── Dataset extract ──

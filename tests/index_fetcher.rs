//! Index document fetching against a live origin.

use std::time::Duration;

use spa_edge::config::RewriteConfig;
use spa_edge::edge::{CfConfig, CfRecord, CfRequest, CfResponse, EdgeHeaders, RawHeaderValue};
use spa_edge::rewrite::{FetchError, HttpIndexFetcher, IndexFetcher, Rewrite};
use spa_edge::ResponseRewriter;

mod common;
use common::{closed_port, start_mock_origin, MockRoute};

fn http_rewriter() -> ResponseRewriter {
    ResponseRewriter::from_config(&RewriteConfig {
        fetch_scheme: Some("http".into()),
        fetch_timeout_secs: Some(5),
        ..RewriteConfig::default()
    })
    .unwrap()
}

fn miss(domain: &str, status: &str) -> CfRecord {
    CfRecord {
        config: CfConfig {
            distribution_domain_name: domain.to_string(),
            distribution_id: None,
            event_type: Some("origin-response".into()),
            request_id: None,
        },
        request: CfRequest::new("GET", "/events/42"),
        response: Some(CfResponse::new(status, EdgeHeaders::new())),
    }
}

#[tokio::test]
async fn test_fetch_returns_document() {
    let origin = start_mock_origin(vec![MockRoute::new("/index.html", 200, "<html/>")
        .header("Content-Type", "text/html")
        .header("ETag", "\"v1\"")])
    .await;

    let fetcher = HttpIndexFetcher::new("http", Some(Duration::from_secs(5))).unwrap();
    let document = fetcher
        .fetch(&origin.addr.to_string(), "index.html")
        .await
        .unwrap();

    assert_eq!(document.status, 200);
    assert_eq!(document.body, "<html/>");
    assert_eq!(
        document.headers.get("etag"),
        Some(&RawHeaderValue::Single("\"v1\"".into()))
    );
    assert_eq!(origin.requests()[0].method, "GET");
    assert_eq!(origin.requests()[0].target, "/index.html");
}

#[tokio::test]
async fn test_fetch_non_success_is_error() {
    let origin = start_mock_origin(vec![]).await;

    let fetcher = HttpIndexFetcher::new("http", None).unwrap();
    let err = fetcher
        .fetch(&origin.addr.to_string(), "index.html")
        .await
        .unwrap_err();

    assert!(matches!(err, FetchError::Status { status: 404, .. }));
}

#[tokio::test]
async fn test_rewriter_substitutes_fetched_document() {
    let origin = start_mock_origin(vec![MockRoute::new("/index.html", 200, "<html>app</html>")
        .header("Content-Type", "text/html; charset=utf-8")
        .header("X-Amz-Version-Id", "3/L4kqtJl")])
    .await;

    let rewrite = http_rewriter()
        .handle(miss(&origin.addr.to_string(), "403"))
        .await
        .unwrap();

    let Rewrite::Replaced(response) = rewrite else {
        panic!("expected replacement, got {rewrite:?}");
    };
    assert_eq!(response.status, "200");
    assert_eq!(response.body.as_deref(), Some("<html>app</html>"));
    assert_eq!(
        response.headers["content-type"][0].value,
        "text/html; charset=utf-8"
    );
    assert!(response.headers.contains_key("content-length"));
    assert!(!response.headers.contains_key("x-amz-version-id"));
}

#[tokio::test]
async fn test_rewriter_reports_unreachable_domain() {
    let dead = closed_port().await;

    let rewrite = http_rewriter()
        .handle(miss(&dead.to_string(), "404"))
        .await
        .unwrap();

    let Rewrite::Failed(response) = rewrite else {
        panic!("expected failure, got {rewrite:?}");
    };
    assert_eq!(response.status, "500");
    assert_eq!(response.headers["content-type"][0].value, "text/plain");
    assert_eq!(response.body.as_deref(), Some("An error occurred loading the page"));
}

───

[Task statement]: Count the lines of the material that include the word "ResponseRewriter", then report only the total.

[Written solution]: 3